There is also speculation about a second wave of migration about 13,500 years ago from Siberia through a gap between the Cordilleran and Laurentide ice sheets. Those genes brought a sequence seen in modern Athabascans, Chipewyans and other eastern groups. They seem to have spread southward and eastward to occupy most of North America east of the Rocky Mountains. Then came the events of the Younger Dryas and many of them in the northeast part of the continent and along the Atlantic shore were wiped out almost overnight.
The Younger Dryas may have been a naturally occuring cooling event but the timing coincides with a massive comet strike across northeast North America, Greenland, Iceland and northwestern Europe. The planet cooled for about a century and the glaciers grew again for about 1,300 years. Then came a period of rapid warming and glacial melting, bringing sea level to about where it is today. During the Older and Oldest Dryas periods, the cooling and rewarming periods were much longer. The "Dryas" name comes from a genus of Arctic flowers whose preferred growth medium moved north and south with the glaciers as they expanded and contracted.

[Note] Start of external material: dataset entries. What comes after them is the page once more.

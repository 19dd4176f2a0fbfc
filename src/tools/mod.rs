//! Support pieces shared across the engine.
//!
//! - cli: command line interface for the demo binary.
//! - pool: the worker pool every parallel phase fans out on.
//! - shared: raw shared slice view for disjoint-write phases.
pub mod cli;
pub mod pool;
pub(crate) mod shared;
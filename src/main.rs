//Enable more cargo lint tests
#![warn(rust_2018_idioms)]

use std::fs;
use std::io::{self, Write};
use std::time::Instant;

use clap::Parser;
use log::{info, warn};
use simplelog::{Config, TermLogger, TerminalMode};

use parbwt::tools::cli::{Args, Mode};
use parbwt::{forward_bwt, make_suffix_array, reverse_bwt};

/// A transformed file is the 4-byte little-endian sentinel row followed by
/// the transformed bytes.
const HEADER_LEN: usize = 4;

fn main() -> io::Result<()> {
    let args = Args::parse();
    TermLogger::init(
        args.log_level(),
        Config::default(),
        TerminalMode::Stdout,
        simplelog::ColorChoice::Auto,
    )
    .unwrap();

    info!("{} {}", args.mode(), args.filename);
    let timer = Instant::now();
    match args.mode() {
        Mode::Bwt => {
            let mut data = fs::read(&args.filename)?;
            let sentinel = forward_bwt(&mut data, args.threads)
                .map_err(|e| io::Error::new(io::ErrorKind::InvalidInput, e.to_string()))?;
            let out_name = args
                .output
                .clone()
                .unwrap_or_else(|| format!("{}.bwt", args.filename));
            let mut out = fs::File::create(&out_name)?;
            out.write_all(&(sentinel as u32).to_le_bytes())?;
            out.write_all(&data)?;
            info!(
                "wrote {} ({} bytes, sentinel row {})",
                out_name,
                data.len() + HEADER_LEN,
                sentinel
            );
        }
        Mode::Unbwt => {
            let raw = fs::read(&args.filename)?;
            if raw.len() < HEADER_LEN {
                warn!("{} is too short to be a transformed file", args.filename);
                return Err(io::Error::new(io::ErrorKind::InvalidData, "missing header"));
            }
            let sentinel = u32::from_le_bytes(raw[..HEADER_LEN].try_into().unwrap()) as usize;
            let mut data = raw[HEADER_LEN..].to_vec();
            reverse_bwt(&mut data, sentinel, args.threads)
                .map_err(|e| io::Error::new(io::ErrorKind::InvalidData, e.to_string()))?;
            let out_name = args.output.clone().unwrap_or_else(|| {
                args.filename
                    .strip_suffix(".bwt")
                    .map(str::to_string)
                    .unwrap_or_else(|| format!("{}.out", args.filename))
            });
            fs::write(&out_name, &data)?;
            info!("wrote {} ({} bytes)", out_name, data.len());
        }
        Mode::SuffixArray => {
            let data = fs::read(&args.filename)?;
            let sa = make_suffix_array(&data, args.threads)
                .map_err(|e| io::Error::new(io::ErrorKind::InvalidInput, e.to_string()))?;
            info!("suffix array of {} entries built", sa.len());
        }
    }
    info!("done in {:?}", timer.elapsed());
    Ok(())
}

If the comet strike theory is correct (and places where pieces of it struck the ground have been identified), northeastern North America was likely almost completely depopulated. The resulting blast waves and fires would have touched most of the rest of the continent, except west of the Rocky Mountains. This would also explain the end of the Clovis culture, a set of technologies that had spread east across the continent from its beginnings in the Southwest.
Another expansion of the Bering land bridge brought the Neo-Inuit migration eastward along the shore of the Arctic Ocean, about 800 to 1,000 years ago. They eventually made it across northern Alaska, the Yukon, Northwest Territories, Canadian Arctic Islands and on to western Greenland.
Today's Puebloans carry gene sequences pointing back to the original migration from Siberia along the Pacific Coast around 15,000 years ago. The Apaches and Diné trace their lineage back to a group of Athabascans who came across the land bridge around 13,000 years ago. There are many people who carry traces of both.
Map courtesy of Nature Magazine.
PS: The above is kinda the accepted story. There are anomalies out there that point to humans being in the New World more than 20,000 years ago but, as in so many things, there is argument from the entrenched perspective and a shortage of (accepted) evidence from new perspectives.